9 – Le rendez-vous à Istanbul : A Istanbul, Natalia et Riad tombent amoureux. Cependant, pour gagner sa vie, Riad doit partir. Natalia lui donne rendez-vous dans un café d’Istanbul six mois plus tard, le 13 janvier. Cependant, le bateau sur lequel Riad a embarqué est bloqué à Marseille et le jeune homme ne peut se rendre au rendez-vous prévu par Natalia. C’est alors qu’un oiseau sort de la bouche de Riad et va à la rencontre de Natalia qui se laisse guider par lui jusqu’à Riad. C’est en Italie que le couple décide de poursuivre sa vie.

10 – L’enfant de fée : Bernard Dussoulier est un enfant de fée. Il peut prendre forme humaine et c’est sous cette forme qu’il épouse Claire. Mais lorsque celle-ci découvre que Bernard n’est pas un être humain véritable, elle le quitte. Seul et démuni, Bernard rencontre dans la rue un vieil homme malade : Fareed. Ce dernier est atteint d’un mal : des fleurs poussent à l’intérieur de son corps. Pour pouvoir mourir tranquille, Fareed demande à Bernard de lui rapporter un mot. Alors qu’une épidémie de variole décime la ville, Bernard part à la chasse aux mots. Au bout de 13 jours - pendant lesquels il chante - Fareed meurt et se transforme en plante qui finit par aspirer le corps de Bernard et l’emmener dans la plénitude de la mort. 

11 – Le pacte du caveau : Katia nait à Bytom, une petite ville de haute Silésie. Abandonnée à sa naissance, elle est recueillie par une famille qui lui apprend la couture. Elle se met à fabriquer des dessus de lit qui font bientôt fureur car ils sont dotés de pouvoir surnaturels. Forte de ce succès, Katia part pour Varsovie et fait la connaissance de Magda qui lui fait découvrir un nouveau métier un peu particulier puisqu’il s’agit d’assouvir les fantasmes masochistes de certains hommes. Dans le caveau où se déroulent ces activités, Katia rencontre K dont elle tombe amoureuse. Parmi ses clients, un certain W lui assure qu’il peut réaliser ses vœux. Katia lui demande alors de lui donner l’apparence de la femme de K afin qu’elle puisse se glisser dans le lit de ce dernier et concevoir avec lui un enfant. L’affaire tourne mal car Katia découvre que K maltraite sa femme et ne couche plus avec elle. Pour se venger de W, elle se décide à le tuer. Cependant, c’est son vrai père, Wiktor qui, en voulant retrouver sa fille, se trouve à l’endroit où celle-ci avait rendez-vous avec W. Katia tire sur son père dont le cerveau est irrémédiablement touché ; ce dernier retombe en enfance et c’est Katia qui s’occupe de lui.
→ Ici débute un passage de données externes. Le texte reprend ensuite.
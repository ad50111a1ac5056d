use anyhow::anyhow;
use clap::Parser;

use crate::hvalue::HlhType;

#[derive(Parser, Debug)]
#[command(
    name = "ccbs",
    about = "Continuous Conflict-Based Search over a roadmap graph.",
    version = "1.0"
)]
pub struct Cli {
    #[arg(long, help = "Path to the roadmap XML file")]
    pub roadmap_path: String,

    #[arg(long, help = "Path to the per-agent task YAML file")]
    pub tasks_path: String,

    #[arg(long, help = "Path to write the human-readable solution log")]
    pub solution_path: String,

    #[arg(long, help = "Path to append the run-stats CSV row")]
    pub stats_path: Option<String>,

    #[arg(long, help = "Path to write a JSON solution export")]
    pub json_path: Option<String>,

    #[arg(long, help = "Agent disk radius", default_value_t = 0.5)]
    pub agent_radius: f64,

    #[arg(
        long,
        help = "Open-list state dedup precision for near-duplicate interval boundaries",
        default_value_t = 1e-6
    )]
    pub precision: f64,

    #[arg(long, help = "Wall-clock time limit in seconds", default_value_t = 60)]
    pub timelimit_secs: u64,

    #[arg(
        long,
        help = "h-value strategy: 0 = none, 1 = LP relaxation, 2 = greedy",
        default_value_t = 0
    )]
    pub hlh_type: u8,

    #[arg(
        long,
        help = "Precompute a reverse-Dijkstra heuristic table per goal vertex",
        default_value_t = true
    )]
    pub use_precalculated_heuristic: bool,

    #[arg(long, help = "Use disjoint splitting", default_value_t = false)]
    pub use_disjoint_splitting: bool,

    #[arg(long, help = "Prioritize cardinal conflicts when branching", default_value_t = true)]
    pub use_cardinal: bool,

    #[arg(long, help = "Detect and resolve corridor symmetry", default_value_t = false)]
    pub use_corridor_symmetry: bool,

    #[arg(long, help = "Detect and resolve target symmetry", default_value_t = false)]
    pub use_target_symmetry: bool,

    #[arg(long, help = "Abort the high-level search after this many expansions")]
    pub max_high_level_expansions: Option<usize>,
}

#[derive(Debug, Clone)]
pub struct Config {
    pub roadmap_path: String,
    pub tasks_path: String,
    pub solution_path: String,
    pub stats_path: Option<String>,
    pub json_path: Option<String>,
    pub agent_radius: f64,
    pub precision: f64,
    pub timelimit_secs: u64,
    pub hlh_type: HlhType,
    pub use_precalculated_heuristic: bool,
    pub use_disjoint_splitting: bool,
    pub use_cardinal: bool,
    pub use_corridor_symmetry: bool,
    pub use_target_symmetry: bool,
    pub max_high_level_expansions: Option<usize>,
}

impl Config {
    pub fn new(cli: &Cli) -> Self {
        Config {
            roadmap_path: cli.roadmap_path.clone(),
            tasks_path: cli.tasks_path.clone(),
            solution_path: cli.solution_path.clone(),
            stats_path: cli.stats_path.clone(),
            json_path: cli.json_path.clone(),
            agent_radius: cli.agent_radius,
            precision: cli.precision,
            timelimit_secs: cli.timelimit_secs,
            hlh_type: HlhType::from_config(cli.hlh_type),
            use_precalculated_heuristic: cli.use_precalculated_heuristic,
            use_disjoint_splitting: cli.use_disjoint_splitting,
            use_cardinal: cli.use_cardinal,
            use_corridor_symmetry: cli.use_corridor_symmetry,
            use_target_symmetry: cli.use_target_symmetry,
            max_high_level_expansions: cli.max_high_level_expansions,
        }
    }

    pub fn validate(&self) -> anyhow::Result<()> {
        if self.agent_radius <= 0.0 || self.agent_radius > 0.5 {
            return Err(anyhow!(
                "agent_radius must be in (0, 0.5], got {}",
                self.agent_radius
            ));
        }
        if self.precision <= 0.0 {
            return Err(anyhow!("precision must be positive, got {}", self.precision));
        }
        if self.timelimit_secs == 0 {
            return Err(anyhow!("timelimit_secs must be at least 1"));
        }
        if let Some(limit) = self.max_high_level_expansions {
            if limit == 0 {
                return Err(anyhow!("max_high_level_expansions must be at least 1 when set"));
            }
        }
        Ok(())
    }
}

#[cfg(test)]
mod tests {
    use super::*;

    fn cli(agent_radius: f64, precision: f64, timelimit_secs: u64) -> Cli {
        Cli {
            roadmap_path: "roadmap.xml".into(),
            tasks_path: "tasks.yaml".into(),
            solution_path: "solution.log".into(),
            stats_path: None,
            json_path: None,
            agent_radius,
            precision,
            timelimit_secs,
            hlh_type: 0,
            use_precalculated_heuristic: true,
            use_disjoint_splitting: false,
            use_cardinal: true,
            use_corridor_symmetry: false,
            use_target_symmetry: false,
            max_high_level_expansions: None,
        }
    }

    #[test]
    fn rejects_non_positive_agent_radius() {
        let config = Config::new(&cli(0.0, 1e-6, 60));
        assert!(config.validate().is_err());
    }

    #[test]
    fn rejects_agent_radius_above_one_half() {
        let config = Config::new(&cli(0.51, 1e-6, 60));
        assert!(config.validate().is_err());
    }

    #[test]
    fn rejects_zero_timelimit() {
        let config = Config::new(&cli(0.5, 1e-6, 0));
        assert!(config.validate().is_err());
    }

    #[test]
    fn accepts_sensible_defaults() {
        let config = Config::new(&cli(0.5, 1e-6, 60));
        assert!(config.validate().is_ok());
    }
}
12 – Le nettoyeur d’oreilles qui avait de la chance : Xiaosong est un coiffeur et un nettoyeur d’oreilles doué. Ambitieux, il quitte sa Chine natale pour faire fortune à New York. Là, il rencontre M WU qui l’embauche dans son entreprise. Xiaosong monte les échelons très vite. C’est alors qu’il commence à voir des formes d’oreilles planer dans les airs. Il reconnait l’oreille de Yingfang, son amie chinoise. C’est alors que Xiaosong décide de renoncer à New York et à sa réussite pour retourner auprès de Yingfang.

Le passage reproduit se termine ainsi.